Sunny Neogi at Microsoft on Co-Marketing with Partners
Episode Summary
In this enlightening conversation, Sunny Niyogi, leader of Microsoft’s Healthcare and Life Science product partner ecosystem, shares his invaluable insights on co-marketing and partnerships. Whether you’re new to partner management or a seasoned professional, Sunny’s unique experiences on both sides of the fence—having been a Microsoft partner and now part of Microsoft’s leadership—provide essential lessons on building successful partnerships. His advice on the evolving nature of marketing and how to leverage strategic partnerships will give you the clarity and confidence you need to thrive.
Transcript
John: Sunny, welcome to the Partnership Path in Real Life. I’m so excited to have you on this episode. Just really happy to have you here. So welcome to the show.
Sunny: Thank you, John. It’s such a pleasure to be here on the show. I’m looking forward to our conversation.
John: Excellent. Well, listen, I have met you, however, most of our listeners may not have. And so I’d love to have you start by introducing yourself to our community. Tell us a little bit about your background and how long you’ve been working with partners in particular.
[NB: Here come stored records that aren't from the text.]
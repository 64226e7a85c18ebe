//! Image element.

use super::{ElementId, ElementMeta};
use kurbo::Point;
use serde::{Deserialize, Serialize};
use uuid::Uuid;

/// How the image is scaled into its box.
#[derive(Debug, Clone, Copy, PartialEq, Eq, Default, Serialize, Deserialize)]
#[serde(rename_all = "lowercase")]
pub enum FitMode {
    /// Stretch to fill the box exactly.
    #[default]
    Fill,
    /// Scale preserving aspect ratio so the whole image fits.
    Contain,
    /// Scale preserving aspect ratio so the box is covered.
    Cover,
}

/// A raster or vector image placed on the page.
///
/// `src` is a source reference: typically a `data:` URI produced by the
/// upload path, but plain URLs survive round-trips untouched.
#[derive(Debug, Clone, Serialize, Deserialize)]
pub struct Image {
    pub(crate) id: ElementId,
    /// Top-left corner position.
    pub position: Point,
    pub width: f64,
    pub height: f64,
    pub src: String,
    #[serde(default)]
    pub fit: FitMode,
    #[serde(default)]
    pub meta: ElementMeta,
}

impl Image {
    pub fn new(position: Point, src: String) -> Self {
        Self {
            id: Uuid::new_v4(),
            position,
            width: 200.0,
            height: 150.0,
            src,
            fit: FitMode::default(),
            meta: ElementMeta::default(),
        }
    }
}
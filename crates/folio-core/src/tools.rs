//! Tool system: the active tool gates how pointer events are interpreted.

use crate::document::Document;
use crate::elements::{
    Barcode, Chart, ChartKind, Code, Divider, Element, Form, FormControl, QrCode, Shape,
    ShapeKind, Signature, Table, Text,
};
use kurbo::Point;
use serde::{Deserialize, Serialize};

/// Available tools.
///
/// `Select` and `Pencil` are interaction tools; every other variant is a
/// creation tool that synthesizes a defaulted element at the click point.
#[derive(Debug, Clone, Copy, PartialEq, Eq, Default, Serialize, Deserialize)]
#[serde(rename_all = "lowercase")]
pub enum Tool {
    #[default]
    Select,
    Pencil,
    Text,
    Shape(ShapeKind),
    Table,
    Chart(ChartKind),
    Form(FormControl),
    Code,
    Divider,
    QrCode,
    Barcode,
    Signature,
}

impl Tool {
    /// Whether a pointer-down on empty canvas creates a new element.
    pub fn is_creation(&self) -> bool {
        !matches!(self, Tool::Select | Tool::Pencil)
    }

    /// Synthesize a new element at `at` with tool-specific defaults.
    /// Text elements pick up the document's default color, family and size.
    /// Returns `None` for non-creation tools.
    pub fn create_element(&self, at: Point, doc: &Document) -> Option<Element> {
        match self {
            Tool::Select | Tool::Pencil => None,
            Tool::Text => {
                let mut text = Text::new(at, String::new());
                text.color = doc.default_text_color;
                text.font_family = doc.default_font_family;
                text.font_size = doc.default_font_size;
                Some(Element::Text(text))
            }
            Tool::Shape(kind) => Some(Element::Shape(Shape::new(*kind, at))),
            Tool::Table => Some(Element::Table(Table::new(at, 3, 3))),
            Tool::Chart(kind) => Some(Element::Chart(Chart::new(*kind, at))),
            Tool::Form(control) => Some(Element::Form(Form::new(*control, at))),
            Tool::Code => Some(Element::Code(Code::new(at))),
            Tool::Divider => Some(Element::Divider(Divider::new(at))),
            Tool::QrCode => Some(Element::QrCode(QrCode::new(at))),
            Tool::Barcode => Some(Element::Barcode(Barcode::new(at))),
            Tool::Signature => Some(Element::Signature(Signature::new(at))),
        }
    }
}

#[cfg(test)]
mod tests {
    use super::*;

    #[test]
    fn test_creation_tools() {
        assert!(!Tool::Select.is_creation());
        assert!(!Tool::Pencil.is_creation());
        assert!(Tool::Text.is_creation());
        assert!(Tool::Shape(ShapeKind::Circle).is_creation());
    }

    #[test]
    fn test_text_tool_uses_document_defaults() {
        let mut doc = Document::new();
        doc.default_font_size = 24.0;
        let el = Tool::Text
            .create_element(Point::new(50.0, 60.0), &doc)
            .unwrap();
        let Element::Text(text) = el else {
            panic!("expected text element");
        };
        assert_eq!(text.position, Point::new(50.0, 60.0));
        assert!((text.font_size - 24.0).abs() < f64::EPSILON);
    }

    #[test]
    fn test_select_tool_creates_nothing() {
        let doc = Document::new();
        assert!(Tool::Select.create_element(Point::ZERO, &doc).is_none());
    }
}
//! QR code and barcode elements.

use super::{Color, ElementId, ElementMeta};
use kurbo::Point;
use serde::{Deserialize, Serialize};
use uuid::Uuid;

/// A QR code carrying arbitrary text data.
#[derive(Debug, Clone, Serialize, Deserialize)]
pub struct QrCode {
    pub(crate) id: ElementId,
    /// Top-left corner position.
    pub position: Point,
    pub width: f64,
    pub height: f64,
    pub data: String,
    pub foreground: Color,
    pub background: Color,
    #[serde(default)]
    pub meta: ElementMeta,
}

impl QrCode {
    pub fn new(position: Point) -> Self {
        Self {
            id: Uuid::new_v4(),
            position,
            width: 120.0,
            height: 120.0,
            data: String::new(),
            foreground: Color::black(),
            background: Color::white(),
            meta: ElementMeta::default(),
        }
    }
}

/// Symbology of a barcode.
#[derive(Debug, Clone, Copy, PartialEq, Eq, Default, Serialize, Deserialize)]
#[serde(rename_all = "lowercase")]
pub enum BarcodeFormat {
    #[default]
    Code128,
    Ean13,
}

/// A linear barcode.
#[derive(Debug, Clone, Serialize, Deserialize)]
pub struct Barcode {
    pub(crate) id: ElementId,
    /// Top-left corner position.
    pub position: Point,
    pub width: f64,
    pub height: f64,
    pub data: String,
    pub format: BarcodeFormat,
    /// Print the encoded value under the bars.
    #[serde(default = "default_show_text")]
    pub show_text: bool,
    #[serde(default)]
    pub meta: ElementMeta,
}

fn default_show_text() -> bool {
    true
}

impl Barcode {
    pub fn new(position: Point) -> Self {
        Self {
            id: Uuid::new_v4(),
            position,
            width: 180.0,
            height: 60.0,
            data: String::new(),
            format: BarcodeFormat::default(),
            show_text: true,
            meta: ElementMeta::default(),
        }
    }
}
Sunny: Absolutely, John. So I am Sunny Niyogi. I lead up Microsoft’s Healthcare and Life Science product partner ecosystem worldwide. It’s an amazingly fun job. What I get to do is I get to work with some of the biggest healthcare companies anywhere in the world so that together with Microsoft, we can bring the best innovation to the patients and to the health systems globally, whether it be US, Uganda, and everything in between, right? So I’m very, very privileged to be in this position. I have been in this role for about two years now, but before that for 20 years, I used to be on the other side. I was a partner of Microsoft at Cognizant, at Samsung, at Aditi Technologies. I did a couple of startups, again, very closely aligned with Microsoft. So for 20 years, I’ve been on that side of the fence, two years I’m on this side of the fence. And it’s the same story. We’re all on the same mission, right? We are here to do what’s right for the patients and bring technology to help us live a better life.
So it feels like the same job, but just, it’s so much fun working with Microsoft and the partner ecosystem to make this dream come alive.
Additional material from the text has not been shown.